=== TASK INPUT ===

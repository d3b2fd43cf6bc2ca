//! Coverage aggregation.
//!
//! A [`CoverageCollector`] owns one measurement session per `measure`
//! call: instrument the requested units (fail-fast), arm a fresh trace
//! recorder, run every discovered test unit through the deadline-bounded
//! runner, extract the trace, analyze it against the original bytes, and
//! restore the stored units unconditionally.
//!
//! Per-test and per-unit problems are downgraded to skip-and-continue with
//! a log line; only instrumentation failures and storage I/O propagate.

use crate::analyze::{AnalysisError, TraceAnalyzer};
use crate::config::SessionConfig;
use crate::container::UnitContainer;
use crate::error::MedirResult;
use crate::exec::{ScriptRunner, TestRunner};
use crate::index::{MemberIndex, NullIndex};
use crate::instrument::InstrumentedSet;
use crate::loader::{discover_test_units, HostResolver, SessionLoader, SharedHost};
use crate::report::{ClassCoverage, TestOutcome};
use crate::runner::{run_with_deadline, RunOutcome};
use crate::trace::TraceRecorder;
use std::sync::Arc;
use tracing::{debug, warn};

/// Runs measurement sessions against one configured session layout.
pub struct CoverageCollector {
    config: SessionConfig,
    runner: Arc<dyn TestRunner>,
    host: Arc<dyn HostResolver>,
    index: Arc<dyn MemberIndex>,
}

impl std::fmt::Debug for CoverageCollector {
    fn fmt(&self, f: &mut std::fmt::Formatter<'_>) -> std::fmt::Result {
        f.debug_struct("CoverageCollector")
            .field("config", &self.config)
            .finish_non_exhaustive()
    }
}

impl CoverageCollector {
    /// Create a collector, extracting `containers` into the
    /// instrumentation root.
    ///
    /// A container that fails to extract is logged and skipped, matching
    /// the collaborating harness's expectations; a missing unit surfaces
    /// later as an instrumentation failure.
    pub fn new(
        config: SessionConfig,
        containers: &[Box<dyn UnitContainer>],
    ) -> MedirResult<Self> {
        config.ensure_dirs()?;
        let instrumented_dir = config.instrumented_dir();
        for container in containers {
            match container.extract_to(&instrumented_dir) {
                Ok(count) => {
                    debug!(container = container.label(), units = count, "extracted");
                }
                Err(error) => {
                    warn!(container = container.label(), %error, "container extraction failed");
                }
            }
        }
        Ok(Self {
            config,
            runner: Arc::new(ScriptRunner::new()),
            host: Arc::new(SharedHost::new()),
            index: Arc::new(NullIndex),
        })
    }

    /// Replace the test-runner adapter.
    #[must_use]
    pub fn with_runner(mut self, runner: Arc<dyn TestRunner>) -> Self {
        self.runner = runner;
        self
    }

    /// Replace the host resolver shared across sessions.
    #[must_use]
    pub fn with_host(mut self, host: Arc<dyn HostResolver>) -> Self {
        self.host = host;
        self
    }

    /// Replace the structural member index used for labeling.
    #[must_use]
    pub fn with_index(mut self, index: Arc<dyn MemberIndex>) -> Self {
        self.index = index;
        self
    }

    /// The session configuration.
    #[must_use]
    pub fn config(&self) -> &SessionConfig {
        &self.config
    }

    /// Measure coverage of one target unit across the discovered tests.
    pub fn measure(&self, target: &str) -> MedirResult<ClassCoverage> {
        let mut reports = self.run_session(&[target])?;
        let (_, result) = reports.pop().expect("one result per target");
        result.map_err(Into::into)
    }

    /// Measure coverage of several target units in one session.
    ///
    /// Units whose analysis fails are logged and omitted from the result.
    pub fn measure_units(&self, targets: &[&str]) -> MedirResult<Vec<ClassCoverage>> {
        let reports = self.run_session(targets)?;
        Ok(reports
            .into_iter()
            .filter_map(|(unit, result)| match result {
                Ok(report) => Some(report),
                Err(error) => {
                    warn!(unit = unit.as_str(), %error, "skipping unit counters");
                    None
                }
            })
            .collect())
    }

    #[allow(clippy::type_complexity)]
    fn run_session(
        &self,
        targets: &[&str],
    ) -> MedirResult<Vec<(String, Result<ClassCoverage, AnalysisError>)>> {
        let entries: Vec<_> = targets
            .iter()
            .map(|name| ((*name).to_string(), self.config.instrumented_unit_path(name)))
            .collect();
        let instrumented = InstrumentedSet::instrument_all(entries)?;

        let test_units = discover_test_units(&self.config.compiled_tests_dir())?;
        debug!(count = test_units.len(), "discovered test units");

        let recorder = TraceRecorder::arm();
        let loader = Arc::new(SessionLoader::new(
            self.config.execution_roots(),
            recorder.handle(),
            Arc::clone(&self.host),
        ));

        let mut outcome = TestOutcome::default();
        for test in &test_units {
            debug!(test = test.name.as_str(), "running test unit");
            let loaded = match loader.resolve(&test.name) {
                Ok(unit) => unit,
                Err(error) => {
                    warn!(test = test.name.as_str(), %error, "cannot resolve test unit; skipping");
                    continue;
                }
            };

            let runner = Arc::clone(&self.runner);
            let run_loader = Arc::clone(&loader);
            let run = run_with_deadline(self.config.deadline_ms(), move |token| {
                runner.run(&loaded, &run_loader, token)
            });
            match run {
                RunOutcome::Completed(counts) => {
                    outcome.executed += counts.tests;
                    outcome.failed += counts.failures;
                }
                RunOutcome::TimedOut => {
                    warn!(test = test.name.as_str(), "test unit exceeded its deadline; skipping");
                }
                RunOutcome::Failed(cause) if cause.is_resolution() => {
                    warn!(test = test.name.as_str(), %cause, "resolution failed mid-run; skipping");
                }
                RunOutcome::Failed(cause) => {
                    warn!(test = test.name.as_str(), %cause, "test unit failed");
                    outcome.failed += 1;
                }
            }
        }

        let trace = recorder.extract();
        debug!(probes = trace.probes_fired(), "extracted execution trace");

        let analyzer = TraceAnalyzer::new(&trace, self.index.as_ref());
        let reports: Vec<_> = instrumented
            .originals()
            .map(|(name, bytes)| {
                (
                    name.to_string(),
                    analyzer.analyze_unit(name, bytes, outcome),
                )
            })
            .collect();

        instrumented.restore()?;
        Ok(reports)
    }
}
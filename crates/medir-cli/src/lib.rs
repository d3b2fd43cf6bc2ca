//! Medir CLI library.
//!
//! The harness around the measurement engine: argument parsing, benchmark
//! suite loading, the external-compiler hook, and the per-benchmark ×
//! per-run session loop.

#![warn(missing_docs)]

mod commands;
mod compile;
mod config;
mod error;
mod harness;

pub use commands::Cli;
pub use compile::CompilerHelper;
pub use config::{BenchmarkSuite, BenchmarkTask};
pub use error::{CliError, CliResult};
pub use harness::run_suite;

===

→ **ASSIGNMENT**
Return exactly the lines that run from the top of the listing above to the line containing "through the deadline-bounded", please, keeping both end lines and leaving out everything else.

→ **COMPLETED TASK**
repository d3b2fd43cf6bc2ca
//! Coverage aggregation.
//!
//! A [`CoverageCollector`] owns one measurement session per `measure`
//! call: instrument the requested units (fail-fast), arm a fresh trace
//! recorder, run every discovered test unit through the deadline-bounded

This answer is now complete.